How to Properly Secure Your Child in the Car Seat

Child in Car Seat | Central Mass MomDisclaimer: I am not a certified Child Passenger Safety Technician (CPST), however I am well versed in car seat safety. When in doubt, check with a local certified CPST!

Fun fact: In the Commonwealth of Massachusetts, it is a state law that children ages 8 and below must be restrained in a car seat while in a moving vehicle. These laws also tell us that kids as old as 13 should still be in the back seat and possibly still booster seats if their feet cannot sit flat on the floor with the buttocks all the way to the back of the seat.

Car Seat Safety Standards Have Changed

Jeez, I don’t even remember a booster seat when I was a kid. I think I was riding “shotgun” (do the hip kids even say that anymore?) when I was 7. Remember riding in the bed of the pick-up truck? Yup. Things have really changed. How often do you hear “But did you die?” or “Well, I survived it”? Well friends, that would be because you were not in a horrific accident when you were sitting in the backward seat in the rear of Mrs. V’s Volvo. 

A lot has changed because cars have changed, the amount of traffic has changed, the way we drive has changed, and more research has been done that has pushed for improved safety standards. Because of these new safety standards, when kids are properly secured in the car, you truly will be amazed at how much these devices protect these kids. 

However, if they are not properly secured in their device, the outcome can be devastating. Working on an ambulance for 13 years, I have seen the best and the worst of these scenarios. Because of my trade, I chose to learn more about safety for children. When I became a mother myself, I dove deep into all the studies, papers, consumer reports, etc. I needed to know all the things.

Did you know that most people don’t know how to properly secure their kids in their own car seats?! Yikes. NO SHAMING HERE. No one ever taught me. Not a single person explained to me how the seat should be installed, how my child should sit in it, how the buckles should clip, etc. No one shows you and those silly instruction booklets can just be confusing. The illustrations make no sense. How are you supposed to learn how?

Here is a general guide on how to make sure your child is safely secured in a 5-point harness car seat. 

1. Place your child in the seat. The buttocks should be up against the back of the seat and their back should be flush against the back of the seat.

*There should be nothing between the child and the seat. (No towels, pillows, piddle pads, etc)

2. Position shoulder straps.
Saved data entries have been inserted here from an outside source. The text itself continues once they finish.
//! SVG drawing surface
//!
//! Used by the HTTP API to serve a snapshot of the wheel. The offscreen image
//! is an SVG fragment; compositing wraps it in a rotated `<g>`.

use std::f32::consts::TAU;
use std::fmt::Write;

use glam::Vec2;

use super::surface::{Canvas, Color, Surface, TextAlign, TextStyle};
use crate::error::RenderError;
use crate::polar_to_cartesian;

/// Average glyph advance as a fraction of the font size
const GLYPH_ADVANCE: f32 = 0.6;

pub struct SvgSurface {
    size: Vec2,
    body: String,
}

impl SvgSurface {
    pub fn new(width: f32, height: f32) -> Self {
        Self {
            size: Vec2::new(width, height),
            body: String::new(),
        }
    }

    /// Complete SVG document
    pub fn finish(&self) -> String {
        format!(
            "<svg xmlns=\"http://www.w3.org/2000/svg\" width=\"{w}\" height=\"{h}\" viewBox=\"0 0 {w} {h}\">{body}</svg>",
            w = self.size.x,
            h = self.size.y,
            body = self.body
        )
    }

    fn wedge_path(center: Vec2, radius: f32, start: f32, end: f32) -> String {
        let a = polar_to_cartesian(center, radius, start);
        let b = polar_to_cartesian(center, radius, end);
        let large = if end - start > TAU / 2.0 { 1 } else { 0 };
        format!(
            "M{:.2} {:.2} L{:.2} {:.2} A{r:.2} {r:.2} 0 {large} 1 {:.2} {:.2} Z",
            center.x,
            center.y,
            a.x,
            a.y,
            b.x,
            b.y,
            r = radius,
            large = large
        )
    }

    fn is_full_turn(start: f32, end: f32) -> bool {
        end - start >= TAU - 1e-4
    }
}

fn escape(text: &str) -> String {
    let mut out = String::with_capacity(text.len());
    for c in text.chars() {
        match c {
            '&' => out.push_str("&amp;"),
            '<' => out.push_str("&lt;"),
            '>' => out.push_str("&gt;"),
            '"' => out.push_str("&quot;"),
            '\'' => out.push_str("&apos;"),
            _ => out.push(c),
        }
    }
    out
}

impl Canvas for SvgSurface {
    fn fill_wedge(&mut self, center: Vec2, radius: f32, start: f32, end: f32, color: Color) {
        if Self::is_full_turn(start, end) {
            self.fill_circle(center, radius, color);
            return;
        }
        let _ = write!(
            self.body,
            "<path d=\"{}\" fill=\"{}\"/>",
            Self::wedge_path(center, radius, start, end),
            color.to_css()
        );
    }

    fn stroke_wedge(
        &mut self,
        center: Vec2,
        radius: f32,
        start: f32,
        end: f32,
        color: Color,
        width: f32,
    ) {
        if Self::is_full_turn(start, end) {
            self.stroke_circle(center, radius, color, width);
            return;
        }
        let _ = write!(
            self.body,
            "<path d=\"{}\" fill=\"none\" stroke=\"{}\" stroke-width=\"{}\"/>",
            Self::wedge_path(center, radius, start, end),
            color.to_css(),
            width
        );
    }

    fn fill_circle(&mut self, center: Vec2, radius: f32, color: Color) {
        let _ = write!(
            self.body,
            "<circle cx=\"{:.2}\" cy=\"{:.2}\" r=\"{:.2}\" fill=\"{}\"/>",
            center.x,
            center.y,
            radius,
            color.to_css()
        );
    }

    fn stroke_circle(&mut self, center: Vec2, radius: f32, color: Color, width: f32) {
        let _ = write!(
            self.body,
            "<circle cx=\"{:.2}\" cy=\"{:.2}\" r=\"{:.2}\" fill=\"none\" stroke=\"{}\" stroke-width=\"{}\"/>",
            center.x,
            center.y,
            radius,
            color.to_css(),
            width
        );
    }

    fn fill_text(&mut self, text: &str, anchor: Vec2, angle: f32, style: &TextStyle) {
        let align = match style.align {
            TextAlign::Left => "start",
            TextAlign::Center => "middle",
            TextAlign::Right => "end",
        };
        let weight = if style.bold { "bold" } else { "normal" };
        let _ = write!(
            self.body,
            "<text x=\"{x:.2}\" y=\"{y:.2}\" transform=\"rotate({deg:.3} {x:.2} {y:.2})\" \
             font-family=\"Montserrat, sans-serif\" font-size=\"{px}\" font-weight=\"{weight}\" \
             fill=\"{fill}\" text-anchor=\"{align}\" dominant-baseline=\"middle\">{text}</text>",
            x = anchor.x,
            y = anchor.y,
            deg = angle.to_degrees(),
            px = style.font_px,
            weight = weight,
            fill = style.color.to_css(),
            align = align,
            text = escape(text)
        );
    }

    fn measure_text(&self, text: &str, style: &TextStyle) -> f32 {
        text.chars().count() as f32 * style.font_px * GLYPH_ADVANCE
    }
}

impl Surface for SvgSurface {
    type Image = String;

    fn clear(&mut self) {
        self.body.clear();
    }

    fn render_offscreen(
        &mut self,
        size: Vec2,
        paint: &mut dyn FnMut(&mut dyn Canvas),
    ) -> Result<String, RenderError> {
        let mut layer = SvgSurface::new(size.x, size.y);
        paint(&mut layer);
        Ok(layer.body)
    }

    fn draw_image(&mut self, image: &String, center: Vec2, rotation: f32) {
        let _ = write!(
            self.body,
            "<g transform=\"rotate({:.4} {:.2} {:.2})\">{}</g>",
            rotation.to_degrees(),
            center.x,
            center.y,
            image
        );
    }
}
One strap over each shoulder, kind of like putting on a backpack.

*Nothing should be between the child and straps, aside from a thin layer of clothes. No bulky clothes, jackets, blankets, etc.

*For rear-facing: Straps should be at or below shoulder height.
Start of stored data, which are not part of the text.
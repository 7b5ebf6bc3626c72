//! Lucky Draw entry point
//!
//! Native: serves the participant/spin HTTP API.
//! Web: runs the wheel in the page's `#wheel` canvas.

#[cfg(target_arch = "wasm32")]
use wasm_bindgen::prelude::*;

#[cfg(target_arch = "wasm32")]
mod wasm_app {
    use std::cell::RefCell;
    use std::rc::Rc;
    use wasm_bindgen::prelude::*;
    use wasm_bindgen_futures::JsFuture;
    use web_sys::{
        Document, HtmlCanvasElement, HtmlInputElement, HtmlTextAreaElement, Request, RequestInit,
        Response,
    };

    use lucky_draw::api::SpinResponse;
    use lucky_draw::history::format_age;
    use lucky_draw::persistence::{LocalStore, MemoryStore, Store};
    use lucky_draw::platform::WebSurface;
    use lucky_draw::{LuckyDraw, Settings};

    struct Host {
        app: LuckyDraw<WebSurface>,
        /// A frame callback is scheduled
        running: bool,
        /// A spin request is in flight
        requesting: bool,
        /// Last rejected action, shown under the wheel
        notice: Option<String>,
    }

    impl Host {
        fn update_ui(&self) {
            let Some(document) = web_sys::window().and_then(|w| w.document()) else {
                return;
            };

            if let Some(el) = document.get_element_by_id("participant-count") {
                el.set_text_content(Some(&self.app.roster().len().to_string()));
            }
            if let Some(el) = document.get_element_by_id("spin-btn") {
                if self.requesting || self.app.is_spinning() || self.app.roster().len() < 2 {
                    let _ = el.set_attribute("disabled", "");
                } else {
                    let _ = el.remove_attribute("disabled");
                }
            }
            if let Some(el) = document.get_element_by_id("winner") {
                match self.app.last_winner() {
                    Some(p) => el.set_text_content(Some(&p.name)),
                    None => el.set_text_content(Some("")),
                }
            }
            if let Some(el) = document.get_element_by_id("notice") {
                el.set_text_content(self.notice.as_deref());
            }
            self.update_lists(&document);
        }

        fn update_lists(&self, document: &Document) {
            if let Some(list) = document.get_element_by_id("participants") {
                list.set_text_content(None);
                for p in self.app.roster().participants() {
                    if let Ok(li) = document.create_element("li") {
                        li.set_text_content(Some(&p.name));
                        let _ = li.set_attribute("style", &format!("border-left: 6px solid {}", p.color));
                        let _ = list.append_child(&li);
                    }
                }
            }
            if let Some(list) = document.get_element_by_id("history") {
                list.set_text_content(None);
                let now = js_sys::Date::now();
                for entry in &self.app.history().entries {
                    if let Ok(li) = document.create_element("li") {
                        li.set_text_content(Some(&format!(
                            "{} ({})",
                            entry.name,
                            format_age(entry.timestamp, now)
                        )));
                        let _ = list.append_child(&li);
                    }
                }
            }
        }
    }

    fn now() -> f64 {
        web_sys::window()
            .and_then(|w| w.performance())
            .map(|p| p.now())
            .unwrap_or_else(js_sys::Date::now)
    }

    fn open_store() -> Box<dyn Store> {
        match LocalStore::open() {
            Ok(store) => Box::new(store),
            Err(e) => {
                log::warn!("{} - nothing will be saved", e);
                Box::new(MemoryStore::default())
            }
        }
    }

    pub fn run() -> Result<(), JsValue> {
        console_error_panic_hook::set_once();
        let _ = console_log::init_with_level(log::Level::Info);

        log::info!("Lucky Draw starting...");

        let window = web_sys::window().ok_or("no window")?;
        let document = window.document().ok_or("no document")?;

        let store = open_store();
        let settings = Settings::load_from(store.as_ref());

        let surface = document
            .get_element_by_id("wheel")
            .and_then(|el| el.dyn_into::<HtmlCanvasElement>().ok())
            .and_then(|canvas| {
                WebSurface::new(&canvas, settings.view_size, window.device_pixel_ratio())
                    .map_err(|e| log::warn!("Canvas unavailable: {}", e))
                    .ok()
            });

        if let Some(input) = document
            .get_element_by_id("duration")
            .and_then(|el| el.dyn_into::<HtmlInputElement>().ok())
        {
            input.set_value(&(settings.spin_duration_ms / 1000.0).to_string());
        }

        let host = Rc::new(RefCell::new(Host {
            app: LuckyDraw::new(settings, store, surface),
            running: false,
            requesting: false,
            notice: None,
        }));

        setup_spin_button(&document, host.clone());
        setup_add_form(&document, host.clone());
        setup_roster_buttons(&document, host.clone());
        setup_duration(&document, host.clone());
        setup_pagehide(&window, host.clone());

        host.borrow().update_ui();
        log::info!("Lucky Draw running!");
        Ok(())
    }

    fn on_click(document: &Document, id: &str, host: Rc<RefCell<Host>>, action: fn(&mut Host)) {
        let Some(btn) = document.get_element_by_id(id) else {
            log::warn!("Missing #{}", id);
            return;
        };
        let closure = Closure::<dyn FnMut(_)>::new(move |_event: web_sys::MouseEvent| {
            let mut h = host.borrow_mut();
            action(&mut h);
            h.update_ui();
        });
        let _ = btn.add_event_listener_with_callback("click", closure.as_ref().unchecked_ref());
        closure.forget();
    }

    /// Keep an error as the on-screen notice
    fn report<T>(host: &mut Host, result: Result<T, lucky_draw::DrawError>) {
        host.notice = result.err().map(|e| {
            log::info!("{}", e);
            e.to_string()
        });
    }

    fn setup_spin_button(document: &Document, host: Rc<RefCell<Host>>) {
        let Some(btn) = document.get_element_by_id("spin-btn") else {
            log::warn!("Missing #spin-btn");
            return;
        };
        let closure = Closure::<dyn FnMut(_)>::new(move |_event: web_sys::MouseEvent| {
            let request = {
                let mut h = host.borrow_mut();
                if h.requesting || h.app.is_spinning() {
                    return;
                }
                let endpoint = h.app.settings().spin_endpoint.clone();
                if endpoint.is_empty() {
                    None
                } else {
                    h.requesting = true;
                    h.update_ui();
                    Some((endpoint, h.app.spin_request().to_string()))
                }
            };
            let Some((endpoint, body)) = request else {
                start_spin(&host, None);
                return;
            };
            let host = host.clone();
            wasm_bindgen_futures::spawn_local(async move {
                let response = match fetch_spin(&endpoint, &body).await {
                    Ok(response) => Some(response),
                    Err(e) => {
                        log::warn!("Spin request failed ({}), drawing locally", e);
                        None
                    }
                };
                host.borrow_mut().requesting = false;
                start_spin(&host, response.as_ref());
            });
        });
        let _ = btn.add_event_listener_with_callback("click", closure.as_ref().unchecked_ref());
        closure.forget();
    }

    /// Start the wheel on the server's draw, or a local one without it
    fn start_spin(host: &Rc<RefCell<Host>>, server: Option<&SpinResponse>) {
        let start = {
            let mut h = host.borrow_mut();
            let result = h.app.spin_from(server, now());
            let started = result.is_ok();
            report(&mut h, result);
            h.update_ui();
            started && !std::mem::replace(&mut h.running, true)
        };
        if start {
            request_animation_frame(host.clone());
        }
    }

    async fn fetch_spin(endpoint: &str, body: &str) -> Result<SpinResponse, String> {
        let window = web_sys::window().ok_or("no window")?;
        let opts = RequestInit::new();
        opts.set_method("POST");
        opts.set_body(&JsValue::from_str(body));
        let request = Request::new_with_str_and_init(endpoint, &opts).map_err(|e| format!("{:?}", e))?;
        request
            .headers()
            .set("Content-Type", "application/json")
            .map_err(|e| format!("{:?}", e))?;

        let value = JsFuture::from(window.fetch_with_request(&request))
            .await
            .map_err(|e| format!("{:?}", e))?;
        let response: Response = value.dyn_into().map_err(|_| "not a Response")?;
        if !response.ok() {
            return Err(format!("HTTP {}", response.status()));
        }
        let text = JsFuture::from(response.text().map_err(|e| format!("{:?}", e))?)
            .await
            .map_err(|e| format!("{:?}", e))?;
        let text = text.as_string().ok_or("body is not text")?;
        serde_json::from_str(&text).map_err(|e| e.to_string())
    }

    fn setup_add_form(document: &Document, host: Rc<RefCell<Host>>) {
        on_click(document, "add-btn", host, |h| {
            let Some(input) = web_sys::window()
                .and_then(|w| w.document())
                .and_then(|d| d.get_element_by_id("names"))
                .and_then(|el| el.dyn_into::<HtmlTextAreaElement>().ok())
            else {
                return;
            };
            let result = h.app.add_bulk(&input.value());
            if result.is_ok() {
                input.set_value("");
            }
            report(h, result);
        });
    }

    fn setup_roster_buttons(document: &Document, host: Rc<RefCell<Host>>) {
        on_click(document, "shuffle-btn", host.clone(), |h| {
            let result = h.app.shuffle();
            report(h, result);
        });
        on_click(document, "clear-btn", host.clone(), |h| {
            let result = h.app.clear();
            report(h, result);
        });
        on_click(document, "remove-winner-btn", host.clone(), |h| {
            let result = h.app.remove_winner();
            report(h, result);
        });
        on_click(document, "clear-history-btn", host, |h| {
            h.app.clear_history();
            h.notice = None;
        });
    }

    fn setup_duration(document: &Document, host: Rc<RefCell<Host>>) {
        let Some(input) = document
            .get_element_by_id("duration")
            .and_then(|el| el.dyn_into::<HtmlInputElement>().ok())
        else {
            return;
        };
        let target = input.clone();
        let closure = Closure::<dyn FnMut(_)>::new(move |_event: web_sys::Event| {
            if let Ok(seconds) = target.value().parse::<f64>() {
                host.borrow_mut().app.set_spin_seconds(seconds);
            }
        });
        let _ = input.add_event_listener_with_callback("input", closure.as_ref().unchecked_ref());
        closure.forget();
    }

    /// Leaving the page mid-spin drops the spin without announcing it
    fn setup_pagehide(window: &web_sys::Window, host: Rc<RefCell<Host>>) {
        let closure = Closure::<dyn FnMut(_)>::new(move |_event: web_sys::Event| {
            if let Ok(mut h) = host.try_borrow_mut() {
                h.app.cancel();
            }
        });
        let _ = window.add_event_listener_with_callback("pagehide", closure.as_ref().unchecked_ref());
        closure.forget();
    }

    fn request_animation_frame(host: Rc<RefCell<Host>>) {
        let Some(window) = web_sys::window() else {
            return;
        };
        let closure = Closure::once(move |time: f64| {
            frame_loop(host, time);
        });
        let _ = window.request_animation_frame(closure.as_ref().unchecked_ref());
        closure.forget();
    }

    fn frame_loop(host: Rc<RefCell<Host>>, time: f64) {
        let keep_running = {
            let mut h = host.borrow_mut();
            let step = h.app.frame(time);
            if step.ticks > 0 {
                log::trace!("tick x{}", step.ticks);
            }
            if step.stopped || step.announce.is_some() {
                h.update_ui();
            }
            h.running = step.keep_running;
            step.keep_running
        };

        if keep_running {
            request_animation_frame(host);
        }
    }
}

#[cfg(target_arch = "wasm32")]
#[wasm_bindgen(start)]
pub fn wasm_main() -> Result<(), JsValue> {
    wasm_app::run()
}

#[cfg(not(target_arch = "wasm32"))]
fn main() {
    use lucky_draw::Settings;
    use lucky_draw::api::ApiState;
    use lucky_draw::persistence::FileStore;

    env_logger::init();
    log::info!("Lucky Draw (native) starting...");

    let settings = Settings::load();
    let store = match FileStore::open(&settings.data_dir) {
        Ok(store) => store,
        Err(e) => {
            log::error!("Cannot open data directory {}: {}", settings.data_dir, e);
            std::process::exit(1);
        }
    };

    let addr = settings.bind_addr.clone();
    let state = ApiState::new(settings, Box::new(store));
    if let Err(e) = lucky_draw::server::run(&addr, state) {
        log::error!("{}", e);
        std::process::exit(1);
    }
}

#[cfg(target_arch = "wasm32")]
fn main() {
    // WASM entry point is wasm_main
}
*For front-facing: Straps should be at or above shoulder height.

3. Buckle between the legs. Click in each belt, making sure not to pinch any fabric or debris in the buckle.
4. Tighten the straps. Up at the child’s shoulders, try to pinch the strap. If you can’t pinch any slack, then it is tight enough. If it is digging into your child it is too tight, loosen up a smidge.

Too Loose:                           Just right:


5. Position the chest plate. It’s called a chest plate, chest buckle, chest clip, etc. because it MUST be over the chest. I usually say that it should be over the nipples, however, it’s a lot easier to see their armpits. So the top of the buckle should be about armpit level. Or smack over the nipple line. 
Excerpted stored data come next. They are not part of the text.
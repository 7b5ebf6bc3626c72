//! Selection and rotation geometry
//!
//! Pure logic, no rendering or storage:
//! - `selector`: uniform winner index
//! - `angle`: winner index to landing rotation
//! - `spin`: time-based ease-out animation toward that rotation

pub mod angle;
pub mod selector;
pub mod spin;

pub use angle::{Resolution, resolve, segment_angle, segment_center, segment_under_pointer};
pub use selector::{RandomSource, Selector, pick};
pub use spin::{FrameStep, SpinAnimator, SpinResult, SpinTiming, WheelState, ease_out_cubic};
*Make sure that the buckle is not too low, otherwise the buckle can cause internal damage in the event of an accident. Make sure it is not too high, or this could cause strangulation. 

Important Sidenotes

  • Any cushions, covers, etc used in the car seat should only be what is sold with the car seat or approved by the manufacturer to use in conjunction with THAT seat. You should not use “aftermarket” products in the seat that have not been crash tested with the seat. (ex. The infant cushions that come with the car seat you purchased are safe, but the Graco cushion from your infant car seat should not be used with your Britax convertible car seat)
  • AAP used to recommend children under age 2 remain rear-facing. However, new recommendations are under 4 years of age OR until they max out the height and weight limits for the seat (please refer to your seat’s owners manual).
  • Installation of infant, rear-facing, forward-facing, and convertible seats all vary, but the general premise of how the five-point harness should fit a child is the same. 

Need more information on car seat installation and safety?

Find a CPST near you here.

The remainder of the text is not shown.